PeopleSoft Login Fails

Peoplesoft has an interesting authentication process, and basically it goes something like this.

When you attempt to login in a 2-tier mode, for example in HR trying to log into application designer using the user “PS”, what will end up happening is it will lookup the connect id and password that is assigned in the Configuration Manager setup (pscfg). This user is a database user typically called “people”. This database user is granted select access by the grant.sql script when the system is built on the tables: psstatus, psoprdefn, psaccessprfl. In Oracle there is another table that this user can access and that is PS.PSDBOWNER (there is a public synonym so you can just look for PSDBOWNER).

The PSSTATUS table needs to have the OWNERID field set the main owner of the database. In Oracle it is by default “sysadm”, in SQL Server the default was typically “sa”, but that changed with the introduction of the access id profile, and so it would be the access id that you setup that should be in this field for SQL Server.

The PSOPRDEFN table needs to have the OPRID you are trying to log into with, and the OPERPSWD needs to be set correctly, this field is encrypted, but if you need to change it, go into SQL and update the password, and make sure you change the ENCRYPTED field to “0” zero. Then you can re-encrypt the password by running datamover in bootstrap mode and executing the command: ENCRYPT_PASSWORD *;. Also note the field SYMBOLICID, it needs to match the SYMBOLICID in the psaccessprfl table.
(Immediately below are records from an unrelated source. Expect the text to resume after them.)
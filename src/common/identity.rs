//! Identity queries
//!
//! The privilege gate needs the effective identity; the delete
//! self-protection rule needs the login identity of the human operator,
//! which is a different thing under `sudo`.

use std::env;
use std::process::Command;

use sudo::RunningAs;

/// Whether the process has root privileges.
pub fn is_root() -> bool {
    matches!(sudo::check(), RunningAs::Root | RunningAs::Suid)
}

/// The login name of the operator who invoked the tool, looking through a
/// `sudo` elevation. `None` when no login identity can be determined.
pub fn login_user() -> Option<String> {
    let sudo_user = env::var("SUDO_USER").ok();
    let user = env::var("USER").ok();
    resolve_login(sudo_user.as_deref(), logname().as_deref(), user.as_deref())
}

/// `logname` consults the login record of the controlling terminal.
fn logname() -> Option<String> {
    let output = Command::new("logname").output().ok()?;
    if !output.status.success() {
        return None;
    }
    let name = String::from_utf8_lossy(&output.stdout).trim().to_string();
    (!name.is_empty()).then_some(name)
}

fn resolve_login(
    sudo_user: Option<&str>,
    logname: Option<&str>,
    user: Option<&str>,
) -> Option<String> {
    [sudo_user, logname, user]
        .into_iter()
        .flatten()
        .map(str::trim)
        .find(|name| !name.is_empty())
        .map(str::to_string)
}
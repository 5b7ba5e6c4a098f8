// ==========================================
// 配方成本核算系统 - 核算配置读取 Trait
// ==========================================
// 职责: 定义换算服务/核算引擎/配方默认值所需的配置读取接口
// 红线: 不包含配置写入、不包含业务逻辑
// ==========================================

use crate::engine::conversion::RapidApiSettings;
use crate::engine::costing::FallbackPolicy;
use crate::domain::workbook::WorkbookParams;
use async_trait::async_trait;
use std::error::Error;

/// 配置读取结果
pub type ConfigResult<T> = Result<T, Box<dyn Error + Send + Sync>>;

// ==========================================
// CostingConfigReader Trait
// ==========================================
// 实现者: ConfigManager（config_kv 表 + 环境变量覆写）
#[async_trait]
pub trait CostingConfigReader: Send + Sync {
    // ===== 远程换算服务 =====

    /// 远程换算连接参数
    ///
    /// # 说明
    /// base_url / host / api_key 任一缺失时服务只走本地比例表
    async fn get_rapidapi_settings(&self) -> ConfigResult<RapidApiSettings>;

    /// 远程换算超时（毫秒）
    ///
    /// # 默认值
    /// - 5000
    async fn get_conversion_timeout_ms(&self) -> ConfigResult<u64>;

    // ===== 核算 =====

    /// 换算不可用时的计价策略
    ///
    /// # 默认值
    /// - ASSUME_ONE_TO_ONE
    async fn get_fallback_policy(&self) -> ConfigResult<FallbackPolicy>;

    /// 新建配方的默认核算参数
    ///
    /// # 默认值
    /// - 产出 1 份、税率 0.16、加成率 0.20、运营费用比例 0.20、固定额 0
    async fn get_workbook_defaults(&self) -> ConfigResult<WorkbookParams>;

    // ===== 消息 =====

    /// 面向用户的消息语言
    ///
    /// # 默认值
    /// - es
    async fn get_message_locale(&self) -> ConfigResult<String>;
}
// ==========================================
// 配方成本核算系统 - 本地换算比例表
// ==========================================
// 用途: 远程换算不可用时的兜底路径
// 约定: 键为有序对 (from, to)，值为精确比例（1 from = ratio to）
// ==========================================

use once_cell::sync::Lazy;
use rust_decimal::Decimal;
use std::collections::HashMap;
use tracing::warn;

static FALLBACK_RATIOS: Lazy<HashMap<(&'static str, &'static str), Decimal>> = Lazy::new(|| {
    let thousand = Decimal::new(1000, 0);
    let thousandth = Decimal::new(1, 3);
    let million = Decimal::new(1_000_000, 0);
    let millionth = Decimal::new(1, 6);

    HashMap::from([
        // 质量
        (("kilogram", "gram"), thousand),
        (("gram", "kilogram"), thousandth),
        (("kilogram", "milligram"), million),
        (("milligram", "kilogram"), millionth),
        (("gram", "milligram"), thousand),
        (("milligram", "gram"), thousandth),
        // 长度
        (("meter", "centimeter"), Decimal::new(100, 0)),
        (("centimeter", "meter"), Decimal::new(1, 2)),
        (("meter", "millimeter"), thousand),
        (("millimeter", "meter"), thousandth),
        (("centimeter", "millimeter"), Decimal::new(10, 0)),
        (("millimeter", "centimeter"), Decimal::new(1, 1)),
        // 体积
        (("liter", "milliliter"), thousand),
        (("milliliter", "liter"), thousandth),
    ])
});

/// 查询比例（参数须已规范化为小写）
pub fn fallback_ratio(from_unit: &str, to_unit: &str) -> Option<Decimal> {
    FALLBACK_RATIOS.get(&(from_unit, to_unit)).copied()
}

/// 本地换算：quantity * ratio（溢出视为无法换算）
pub fn convert_via_fallback(quantity: Decimal, from_unit: &str, to_unit: &str) -> Option<Decimal> {
    let ratio = fallback_ratio(from_unit, to_unit)?;
    let result = quantity.checked_mul(ratio);
    if result.is_none() {
        warn!(quantity = %quantity, from = from_unit, to = to_unit, "本地换算溢出");
    }
    result
}

/// 比例表中的全部有序对
pub fn fallback_pairs() -> Vec<(&'static str, &'static str)> {
    let mut pairs: Vec<_> = FALLBACK_RATIOS.keys().copied().collect();
    pairs.sort_unstable();
    pairs
}
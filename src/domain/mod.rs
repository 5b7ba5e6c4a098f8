// ==========================================
// 配方成本核算系统 - 领域模型层
// ==========================================
// 职责: 定义领域实体、值对象、核算结果
// 红线: 不含数据访问逻辑,不含引擎逻辑
// ==========================================

pub mod catalog;
pub mod costing;
pub mod import;
pub mod unit;
pub mod workbook;

// 重导出核心类型
pub use catalog::{CatalogItem, NewPriceItem, PriceDatabase};
pub use costing::{CostBreakdown, LineConversion, LineCost, WorkbookDetail, WorkbookSummary};
pub use import::{ImportValidationResult, RawRow, RowError};
pub use unit::{UnitCategory, UnitInfo};
pub use workbook::{EntityStatus, Workbook, WorkbookLine, WorkbookParams};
The PSACCESSPRFL has the fields SYMBOLICID, ACCESSID and ACCESSPSWD. The SYMBOLICID needs to match the symbolicid of the psoprdefn table entries. You can have multiple SYMBOLICID’s however, make sure they are all valid. PeopleSoft can throw errors if this table has invalid entries, or if the ACCESSID has limited access (but that is another story). The ACCESSID and ACCESSPSWD should be set to same user as the OWNERID in PSSTATUS. If you need to change these values do so in SQL, make sure you change the ENCRYPTED field to “0” zero, and then in datamover bootstrap mode execute the command: ENCRYPT_PASSWORD *;

Lastly, in Oracle, make sure that the PSDBOWNER table has one row that contains the database name, and the OWNERID as mentioned above. I always make these fields UPPERCASE as well.

If all of these entries are set correctly, you should have no trouble logging into PeopleSoft.

Note: The reason bootstrap works with a database user is that it skips over the PeopleSoft authentication and simply authenticates using the database security, however, bootstrap should be used with CAUTION.